In Song of Solomon we see a young man undergo an odyssey toward finding himself and toward finding his people. All along the way, he struggles with the concept of community that compels him to forge his being in the context of collective identity, and struggles with the concept of individual identity, forged out of personal journey. He wrestles with the expectations of the black community and with the emptiness that haunts his interior self. Identity is both individually and collectively sought after throughout this novel.
In the world of Song of Solomon, identity is not given, it is forged.
A person’s identity is inextricably linked to his history.
Love is talked about tirelessly throughout Song of Solomon, and the lack of it repeatedly drives women insane with loss. It is often confused for possession and ownership. Many are deprived of it, others kill in the name of it, and still others don’t even know they have it. The Christ-figure’s (Pilate's) last words are about love and her desire to have known more people in order to have loved more people.
There is an absence of love in Song of Solomon.
Love is confused for ownership in Song of Solomon.
We see a troubled universe in Song of Solomon, where racism and inequality run rampant, touching and affecting every character’s life in significant ways. We are exposed to a society divided along racial lines, and we are given access to the black community, watching the effects of slavery and racism over four generations of American history. We witness America’s inability to see beyond race, and to honor Lincoln’s Emancipation Proclamation. We see how racism is both socially, systematically, and economically perpetuated. Feeling that there is no solution, no way out, no means of achieving the inalienable rights Lincoln spoke of, a society within the black community is formed in order to kill white people.
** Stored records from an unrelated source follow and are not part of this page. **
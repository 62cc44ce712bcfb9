//! Database dialect handlers.
//!
//! A [`DbmsHandler`] is the per-vendor strategy consulted by the renderer:
//! phrase templates, identifier quoting, feature flags, literal formatting,
//! type conversion, DDL type names, pagination placement and native
//! sequence access. Every method has a generic (ANSI) default so a dialect
//! only overrides what differs.

mod generic;
mod h2;
mod mysql;
mod oracle;
mod postgres;
mod sqlite;
mod sqlserver;

pub use generic::GenericDbms;
pub use h2::H2Dbms;
pub use mysql::MySqlDbms;
pub use oracle::OracleDbms;
pub use postgres::PostgresDbms;
pub use sqlite::SqliteDbms;
pub use sqlserver::SqlServerDbms;

use crate::error::{DbError, DbResult};
use crate::phrase::{self, Phrase};
use crate::table::TableColumn;
use crate::types::{DataType, Value};
use std::fmt;
use std::sync::Arc;

/// Optional capabilities a dialect may advertise.
#[derive(Debug, Clone, Copy, PartialEq, Eq, Hash)]
pub enum DbmsFeature {
    /// `CREATE SCHEMA` is available.
    CreateSchema,
    /// Native sequence objects.
    Sequences,
    /// Row limiting in SELECT.
    QueryLimitRows,
    /// Row skipping in SELECT.
    QuerySkipRows,
    /// Batched execution of one statement with many parameter sets.
    Batch,
    /// Retrieval of generated identity values after insert.
    GeneratedKeys,
    /// `DEFAULT` clauses in column definitions.
    DdlColumnDefault,
}

/// Where and how a dialect places row limit/skip clauses.
#[derive(Debug, Clone, Copy, PartialEq, Eq)]
pub enum Pagination {
    /// No native pagination; limit and skip are applied while iterating.
    None,
    /// `... LIMIT n OFFSET m`
    LimitOffset,
    /// `... OFFSET m ROWS FETCH NEXT n ROWS ONLY`
    OffsetFetch,
    /// `SELECT TOP n ...` (limit only).
    Top,
    /// Wrapping select filtered by `ROWNUM`.
    RowNum,
}

/// ANSI reserved words used by the generic dialect.
pub const ANSI_KEYWORDS: &[&str] = &[
    "ALL", "ALTER", "AND", "ANY", "AS", "ASC", "BETWEEN", "BY", "CASE", "CAST", "CHECK",
    "COLUMN", "CONSTRAINT", "CREATE", "CROSS", "CURRENT", "CURRENT_DATE", "CURRENT_TIME",
    "CURRENT_TIMESTAMP", "CURRENT_USER", "DEFAULT", "DELETE", "DESC", "DISTINCT", "DROP", "ELSE",
    "END", "EXCEPT", "EXISTS", "FALSE", "FETCH", "FOR", "FOREIGN", "FROM", "FULL", "GRANT",
    "GROUP", "HAVING", "IN", "INNER", "INSERT", "INTERSECT", "INTO", "IS", "JOIN", "KEY", "LEFT",
    "LIKE", "NOT", "NULL", "OF", "OFFSET", "ON", "OR", "ORDER", "OUTER", "PRIMARY", "REFERENCES",
    "RIGHT", "ROW", "ROWS", "SELECT", "SESSION_USER", "SET", "SOME", "TABLE", "THEN", "TO",
    "TRUE", "UNION", "UNIQUE", "UPDATE", "USER", "USING", "VALUES", "VIEW", "WHEN", "WHERE",
    "WITH",
];

/// Per-vendor SQL rendering strategy.
pub trait DbmsHandler: fmt::Debug + Send + Sync {
    /// Short dialect name as accepted by [`dbms_by_name`].
    fn name(&self) -> &'static str;

    /// Phrase template for this dialect; `None` when the phrase is unsupported.
    fn phrase(&self, phrase: Phrase) -> Option<&'static str> {
        phrase::generic_phrase(phrase)
    }

    /// Phrase template, or [`DbError::NotSupported`].
    fn require_phrase(&self, phrase: Phrase) -> DbResult<&'static str> {
        self.phrase(phrase)
            .ok_or_else(|| DbError::not_supported(phrase.name(), self.name()))
    }

    fn is_supported(&self, feature: DbmsFeature) -> bool {
        matches!(feature, DbmsFeature::DdlColumnDefault)
    }

    /// Reserved words that force identifier quoting.
    fn reserved_keywords(&self) -> &'static [&'static str] {
        ANSI_KEYWORDS
    }

    /// Positional parameter placeholder for the 1-based `index`.
    fn placeholder(&self, index: usize) -> String {
        let _ = index;
        "?".to_string()
    }

    fn pagination(&self) -> Pagination {
        Pagination::None
    }

    /// Row count to put in `LIMIT` when only a skip was requested, for
    /// dialects that do not accept a bare `OFFSET`.
    fn limit_for_skip_only(&self) -> Option<&'static str> {
        None
    }

    /// Whether members of UNION/INTERSECT/EXCEPT are wrapped in parentheses.
    fn parenthesize_combined(&self) -> bool {
        true
    }

    /// Quote a string literal.
    fn quote_string(&self, s: &str) -> String {
        let mut out = String::with_capacity(s.len() + 2);
        out.push('\'');
        out.push_str(&s.replace('\'', "''"));
        out.push('\'');
        out
    }

    /// Binary literal.
    fn format_bytes(&self, bytes: &[u8]) -> DbResult<String> {
        Ok(format!("X'{}'", hex(bytes)))
    }

    /// Format `value` as an SQL literal of `data_type` (coercing first).
    fn format_value(&self, value: &Value, data_type: DataType) -> DbResult<String> {
        format_value_with(self, value, data_type)
    }

    /// Cast target type name used by the generic conversion template.
    fn cast_type(&self, to: DataType) -> DbResult<&'static str> {
        default_cast_type(self, to)
    }

    /// Conversion template: `?` is the converted expression, `{0}` the optional format.
    fn convert_phrase(
        &self,
        to: DataType,
        from: DataType,
        format: Option<&str>,
    ) -> DbResult<String> {
        let _ = from;
        if format.is_some() {
            return Err(DbError::not_supported(
                format!("convert to {to} with format"),
                self.name(),
            ));
        }
        Ok(format!("CAST(? AS {})", self.cast_type(to)?))
    }

    /// Column type used in CREATE/ALTER TABLE.
    fn ddl_type(&self, column: &TableColumn) -> DbResult<String> {
        generic_ddl_type(self.name(), column)
    }

    /// Query returning the next value of a native sequence.
    fn next_sequence_value_sql(&self, sequence: &str) -> DbResult<String> {
        let _ = sequence;
        Err(DbError::not_supported("sequences", self.name()))
    }

    /// Statement dropping a foreign key constraint.
    fn drop_foreign_key_sql(&self, table: &str, constraint: &str) -> String {
        format!("ALTER TABLE {table} DROP CONSTRAINT {constraint}")
    }

    /// Statement changing the definition of an existing column.
    fn alter_column_sql(&self, table: &str, column: &ColumnDef) -> DbResult<String> {
        Ok(format!("ALTER TABLE {table} ALTER COLUMN {}", column.to_sql()))
    }
}

/// A rendered column definition used by DDL statements.
#[derive(Debug, Clone, PartialEq, Eq)]
pub struct ColumnDef {
    /// Quoted column name.
    pub name: String,
    pub ddl_type: String,
    /// Rendered default literal.
    pub default: Option<String>,
    pub required: bool,
}

impl ColumnDef {
    /// `NAME TYPE [DEFAULT x] [NOT NULL]`
    pub fn to_sql(&self) -> String {
        let mut out = format!("{} {}", self.name, self.ddl_type);
        if let Some(default) = &self.default {
            out.push_str(" DEFAULT ");
            out.push_str(default);
        }
        if self.required {
            out.push_str(" NOT NULL");
        }
        out
    }
}

/// ANSI cast target names.
pub fn default_cast_type<D: DbmsHandler + ?Sized>(dbms: &D, to: DataType) -> DbResult<&'static str> {
    let t = match to {
        DataType::Integer | DataType::AutoInc => "INTEGER",
        DataType::Varchar | DataType::Char | DataType::Clob => "VARCHAR(4000)",
        DataType::Decimal => "DECIMAL",
        DataType::Float => "DOUBLE PRECISION",
        DataType::Date => "DATE",
        DataType::Time => "TIME",
        DataType::DateTime | DataType::Timestamp => "TIMESTAMP",
        DataType::Bool => "BOOLEAN",
        DataType::UniqueId => "CHAR(36)",
        DataType::Blob | DataType::Unknown => {
            return Err(DbError::not_supported(format!("convert to {to}"), dbms.name()));
        }
    };
    Ok(t)
}

impl fmt::Display for dyn DbmsHandler {
    fn fmt(&self, f: &mut fmt::Formatter<'_>) -> fmt::Result {
        f.write_str(self.name())
    }
}

/// Shared literal formatting used by [`DbmsHandler::format_value`].
pub fn format_value_with<D: DbmsHandler + ?Sized>(
    dbms: &D,
    value: &Value,
    data_type: DataType,
) -> DbResult<String> {
    let value = value.coerce(data_type)?;
    let text = match &value {
        Value::Null => dbms.require_phrase(Phrase::SQL_NULL)?.to_string(),
        Value::Bool(true) => dbms.require_phrase(Phrase::SQL_BOOLEAN_TRUE)?.to_string(),
        Value::Bool(false) => dbms.require_phrase(Phrase::SQL_BOOLEAN_FALSE)?.to_string(),
        Value::Int(v) => v.to_string(),
        Value::Float(v) => {
            if !v.is_finite() {
                return Err(DbError::invalid_argument(format!(
                    "non-finite float {v} has no SQL literal"
                )));
            }
            v.to_string()
        }
        Value::Decimal(d) => d.to_string(),
        Value::Text(s) => dbms.quote_string(s),
        Value::Uuid(u) => dbms.quote_string(&u.to_string()),
        Value::Bytes(b) => dbms.format_bytes(b)?,
        Value::Date(d) => {
            let pattern = dbms.require_phrase(Phrase::SQL_DATE_PATTERN)?;
            let template = dbms.require_phrase(Phrase::SQL_DATE_TEMPLATE)?;
            phrase::fill_template(template, &[&d.format(pattern).to_string()])?
        }
        Value::Time(t) => {
            let pattern = dbms.require_phrase(Phrase::SQL_TIME_PATTERN)?;
            let template = dbms.require_phrase(Phrase::SQL_TIME_TEMPLATE)?;
            phrase::fill_template(template, &[&t.format(pattern).to_string()])?
        }
        Value::DateTime(dt) => {
            let (pattern, template) = if data_type == DataType::Timestamp {
                (Phrase::SQL_TIMESTAMP_PATTERN, Phrase::SQL_TIMESTAMP_TEMPLATE)
            } else {
                (Phrase::SQL_DATETIME_PATTERN, Phrase::SQL_DATETIME_TEMPLATE)
            };
            let pattern = dbms.require_phrase(pattern)?;
            let template = dbms.require_phrase(template)?;
            phrase::fill_template(template, &[&dt.format(pattern).to_string()])?
        }
    };
    Ok(text)
}

/// ANSI column type names.
pub fn generic_ddl_type(dbms: &str, column: &TableColumn) -> DbResult<String> {
    let t = match column.data_type {
        DataType::Integer | DataType::AutoInc => integer_type(column.size).to_string(),
        DataType::Varchar => format!("VARCHAR({})", text_size(column)?),
        DataType::Char => format!("CHAR({})", text_size(column)?),
        DataType::Clob => "CLOB".to_string(),
        DataType::Blob => "BLOB".to_string(),
        DataType::Bool => "BOOLEAN".to_string(),
        DataType::Date => "DATE".to_string(),
        DataType::Time => "TIME".to_string(),
        DataType::DateTime | DataType::Timestamp => "TIMESTAMP".to_string(),
        DataType::Decimal => decimal_type("DECIMAL", column),
        DataType::Float => "DOUBLE PRECISION".to_string(),
        DataType::UniqueId => "CHAR(36)".to_string(),
        DataType::Unknown => {
            return Err(DbError::not_supported(
                format!("column type of {}", column.name),
                dbms,
            ));
        }
    };
    Ok(t)
}

/// Integer type by byte size: 2 → SMALLINT, 8 → BIGINT, otherwise INTEGER.
pub(crate) fn integer_type(size: u32) -> &'static str {
    match size {
        1 | 2 => "SMALLINT",
        8 => "BIGINT",
        _ => "INTEGER",
    }
}

pub(crate) fn text_size(column: &TableColumn) -> DbResult<u32> {
    if column.size == 0 {
        return Err(DbError::invalid_argument(format!(
            "column {} of type {} requires a size",
            column.name, column.data_type
        )));
    }
    Ok(column.size)
}

pub(crate) fn decimal_type(name: &str, column: &TableColumn) -> String {
    if column.size == 0 {
        name.to_string()
    } else {
        format!("{name}({},{})", column.size, column.scale)
    }
}

pub(crate) fn hex(bytes: &[u8]) -> String {
    const DIGITS: &[u8; 16] = b"0123456789ABCDEF";
    let mut out = String::with_capacity(bytes.len() * 2);
    for b in bytes {
        out.push(DIGITS[(b >> 4) as usize] as char);
        out.push(DIGITS[(b & 0x0f) as usize] as char);
    }
    out
}

pub fn generic() -> Arc<dyn DbmsHandler> {
    Arc::new(GenericDbms)
}

pub fn postgres() -> Arc<dyn DbmsHandler> {
    Arc::new(PostgresDbms)
}

pub fn mysql() -> Arc<dyn DbmsHandler> {
    Arc::new(MySqlDbms)
}

pub fn oracle() -> Arc<dyn DbmsHandler> {
    Arc::new(OracleDbms)
}

pub fn sqlserver() -> Arc<dyn DbmsHandler> {
    Arc::new(SqlServerDbms)
}

pub fn h2() -> Arc<dyn DbmsHandler> {
    Arc::new(H2Dbms)
}

pub fn sqlite() -> Arc<dyn DbmsHandler> {
    Arc::new(SqliteDbms)
}

/// Names accepted by [`dbms_by_name`].
pub const DBMS_NAMES: &[&str] = &["generic", "postgres", "mysql", "oracle", "sqlserver", "h2", "sqlite"];

/// Look up a dialect handler by name (case-insensitive, common aliases accepted).
pub fn dbms_by_name(name: &str) -> DbResult<Arc<dyn DbmsHandler>> {
    let dbms = match name.trim().to_ascii_lowercase().as_str() {
        "generic" | "ansi" => generic(),
        "postgres" | "postgresql" | "pg" => postgres(),
        "mysql" | "mariadb" => mysql(),
        "oracle" => oracle(),
        "sqlserver" | "mssql" => sqlserver(),
        "h2" => h2(),
        "sqlite" => sqlite(),
        other => {
            return Err(DbError::Config(format!(
                "unknown dialect '{other}' (expected one of: {})",
                DBMS_NAMES.join(", ")
            )));
        }
    };
    Ok(dbms)
}

#[cfg(test)]
mod tests;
In order to seek identity, Milkman must examine himself as an individual and in the context of the black community.
White people are unnatural in the world of Song of Solomon
Though Song spans nearly four generations of American history, we spend the most time in 1960s America, on the eve of the Civil Rights movement. We are immersed in the black experience in America, and watch countless acts of racism, hate, and intolerance unfold. Despite the fact that we are dwelling in an era that is nearly a century after Lincoln delivered the Emancipation Proclamation, we still see a broken, unjust society.
Urban America in Song of Solomon is a world of materialism and corruption.
Technology and modern tools of communication both unite and alienate the black community in Song of Solomon.
Homes symbolize status in the world of Song of Solomon and also indicate how a person copes, feels, and identifies materialistically with the world around him. We are presented with a spectrum of homes, from huge mansions, to two-room shacks, to improbably manicured dwellings carved out of wilderness, to cozy one-room cottages of mythical comfort. The larger and more affluent the home, the more diseased it becomes.
In Song of Solomon, homes are both womblike and tomblike.
Homes are agents of confinement throughout this novel.
The question of what is natural and what is unnatural is one that threads its way throughout Song. Therefore, the idea of the supernatural is extremely important, pointing to higher powers and greater beings. We are constantly presented with ghosts, magic, and seeming impossibilities.
Pilate’s lack of a belly button makes her a marginal being.
Ghosts are peaceful in Song of Solomon.
In this novel, women are those left behind. We see them trapped in their marriages and in their societal niches, crushed by the heavy burden of survival. While men are associated with flying and fleeing, women are associated with groundedness and earthliness. We see them brought to madness at the loss of their lovers and husbands, and we see the anguish that comes when they are denied sexual love and sexual expression. Women in Song of Solomon are obsessive in their love of the men in their lives, relying on these partners as representation of "home" or of a safe place. The only women capable of living independently, without men, are those who have been marginalized by society. Therefore, we understand the relationship between women and men in the novel as inextricably linked to the way in which we understand the society in which they live.
Women are left behind in Song of Solomon.
Women are peripheral in this novel.
We see our protagonist fight against the wilds of Virginia, unaccustomed to the problems it presents him. By contrast we see those people born in this wilderness navigate it effortlessly. The natural world in Song of Solomon represents a pastoral paradise, untainted by materialism and by corruption. At the same time, slavery and racism are present even in these rural pockets of society.
Milkman’s trek through nature reflects the trek through his internal self.
In Song, we see how nature forces a man to shed unnecessary materials and to use only his body and mind.
Song of Solomon's protagonist literally embarks upon a journey of exploration, the initial goal being the discovery of gold. But this quest eventually morphs into an exploration of identity, family, and name. We watch our protagonist struggle to reach both goals, realizing that shortcuts and haste only set him back further from his goals. The desire for self-knowledge is imbued in each character to some extent.
As Milkman explores Danville and Shalimar, he explores himself.
Exploration in Song of Solomon involves darkness and the inability to see.
We hear the characters of Song of Solomon constantly retell the same story, adding new detail and specifics with each recollection. In this way, we see the power the storyteller holds in choosing what details to include and in deciding how to present these details.
Memories are crucial to identity in this novel.
Remembering is a creative process in Song of Solomon.